Admito que, na verdade, esta minha falha se deve quase que totalmente a minha ignorância sobre os artistas de tal ritmo no Brasil. Ao saber deste detalhe, aquele que me fez a solicitação, ansioso para ver uma postagem sobre o assunto, indicou-me dois grandes artistas do blues nacional: Flávio Guimarães (gaitista carioca, membro da banda Blues Etílicos) e Nuno Mindelis (guitarrista angolano, radicado há muitos anos no Brasil). Assim, atendendo ao pedido, decidi disponibilizar algo sobre o primeiro, mas não sem primeiro fazer uma pequena provocação, que também servirá de justificativa para minha escolha.
A minha pergunta é: o que faz do blues um bom estilo musical? Em geral, seus arranjos não são complexos e o ritmo costuma ser bastante repetitivo. Além disso, trata-se de um estilo bastante fechado. É raro conseguir uma fusão do blues com outro estilo musical. Lembro-me apenas de fusões com o rock and roll, como fizeram o Lynyrd Skynyrd, Led Zeppelin e outras bandas similares. Também fui informado recentemente de fusões com o soul. Todavia, além desses ritmos não me consta nenhum outro, ao contrário do jazz, que já foi misturado com samba, frevo, rock e vários outros estilos.
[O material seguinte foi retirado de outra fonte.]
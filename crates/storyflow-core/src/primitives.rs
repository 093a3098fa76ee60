//! # Primitives
//!
//! Hardcoded runtime constants for the Storyflow CORE.
//!
//! These values are compiled into the binary and are immutable at runtime.
//! Input validation limits live here so that every entry point (HTTP, CLI,
//! archive import) rejects the same inputs.

/// Magic bytes for the Storyflow project archive header.
pub const MAGIC_BYTES: &[u8; 4] = b"STFL";

/// Current archive format version.
///
/// Increment this when making breaking changes to the archive format.
pub const FORMAT_VERSION: u8 = 1;

/// Relational schema version, stored in `PRAGMA user_version`.
pub const SCHEMA_VERSION: i64 = 1;

/// Placeholder value substituted for context keys that are missing or empty.
pub const NOT_PROVIDED: &str = "[not provided]";

/// Milliseconds a writer waits on a locked database before failing.
pub const BUSY_TIMEOUT_MS: u64 = 5_000;

// =============================================================================
// INPUT VALIDATION LIMITS
// =============================================================================

/// Maximum length of a project name (characters).
pub const MAX_PROJECT_NAME_LENGTH: usize = 255;

/// Maximum length of a project description.
pub const MAX_DESCRIPTION_LENGTH: usize = 5_000;

/// Maximum length of a project category.
pub const MAX_CATEGORY_LENGTH: usize = 50;

/// Maximum number of tags on a project.
pub const MAX_TAG_COUNT: usize = 32;

/// Maximum length of a single tag.
pub const MAX_TAG_LENGTH: usize = 50;

/// Maximum length of stage content.
///
/// Applies to manual edits and to generated content alike.
pub const MAX_CONTENT_LENGTH: usize = 100_000;

/// Maximum length of a version label.
pub const MAX_LABEL_LENGTH: usize = 100;

/// Maximum length of a settings name.
pub const MAX_SETTINGS_NAME_LENGTH: usize = 100;

/// Maximum length of a generator base URL.
pub const MAX_BASE_URL_LENGTH: usize = 500;

/// Maximum length of a model name.
pub const MAX_MODEL_LENGTH: usize = 100;

/// Maximum length of a prompt template.
pub const MAX_PROMPT_LENGTH: usize = 20_000;

/// Maximum page size for listings.
pub const MAX_PAGE_SIZE: u32 = 100;

/// Upper bound for sampling temperature.
pub const MAX_TEMPERATURE: f64 = 2.0;

/// Upper bound for nucleus sampling.
pub const MAX_TOP_P: f64 = 1.0;

/// Smallest accepted token budget.
pub const MAX_TOKENS_FLOOR: u32 = 100;

/// Largest accepted token budget.
pub const MAX_TOKENS_CEILING: u32 = 16_000;

#[cfg(test)]
mod tests {
    use super::*;

    #[test]
    fn magic_bytes_correct() {
        assert_eq!(MAGIC_BYTES, b"STFL");
    }

    #[test]
    fn token_bounds_are_ordered() {
        assert!(MAX_TOKENS_FLOOR < MAX_TOKENS_CEILING);
    }
}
Enfim, tais qualidades, ao meu ver, parecem contribuir para a caracterização de um estilo pobre, ruim, com pouca coisa a se admirar.
Contudo, não é isso que ocorre com o blues. Por quê? Bem... Eu poderia deixar esta questão sem resposta, para que outros tentassem uma resposta. Mas, como admirador do ritmo em questão, tentarei expôr o que o torna digno de prestígio para mim.
Primeiramente, apesar de contar com composições e arranjos simples, isso não significa que estes são ruins. Em geral, os blues man trabalham bastante as canções, a fim de não deixar falhas. Neste ponto, também é interessante observar que, assim como o jazz, o estilo em questão apresenta espaço para o improviso, permitindo fugas das repetições.
Em segundo lugar, podemos argumentar que, a respeito da "inflexibilidade" do ritmo, talvez não se tenha tentado o suficiente. As possibilidades ainda estão abertas e muita surpresa pode surgir nos próximos anos, décadas, séculos, sabe-se-lá-quando...
Por fim, em terceiro lugar, o blues é um ritmo que possui história; é impossível compreender sua grandeza e importância sem tal conhecimento. Muitos elementos deste ritmo ainda são mantidos na contemporaneidade devido a suas importâncias históricas, como a melancolia das música e a gaita como um de seus instrumentos mais característicos. A propósito, alguém saberia dizer a razão desta última? Pois é... Uma vez que o blues foi um estilo inventado pelos negros escravos americanos e estes, por sua própria condição social, possuíam poucos recursos financeiros (muitas vezes, nenhum), tinham de contar com os instrumentos mais baratos possíveis para elaborar suas composições. E, qual o instrumento mais barato que se tinha naquele período? Exatamente! A gaita, ou harmônica.
E quanto à melancolia? O seguinte texto de Mayara Galvan, presente no blog acima indicado, responde: "As chamadas work songs eram realizadas pelos escravos [das regiões próximas ao rio Mississipi] no pouco tempo disponível. Suas letras cantavam sentimentos de dor e angústia causado pelo excesso do trabalho. Sem nenhum instrumento musical, já que não lhes era permitido seu uso, improvisavam com ferramentes de trabalho para dar ritmo às canções. Pouco a pouco um estilo único vinha emergindo, carregado de emoção e daquilo que pode ser visto no próprio nome, o 'Blues'".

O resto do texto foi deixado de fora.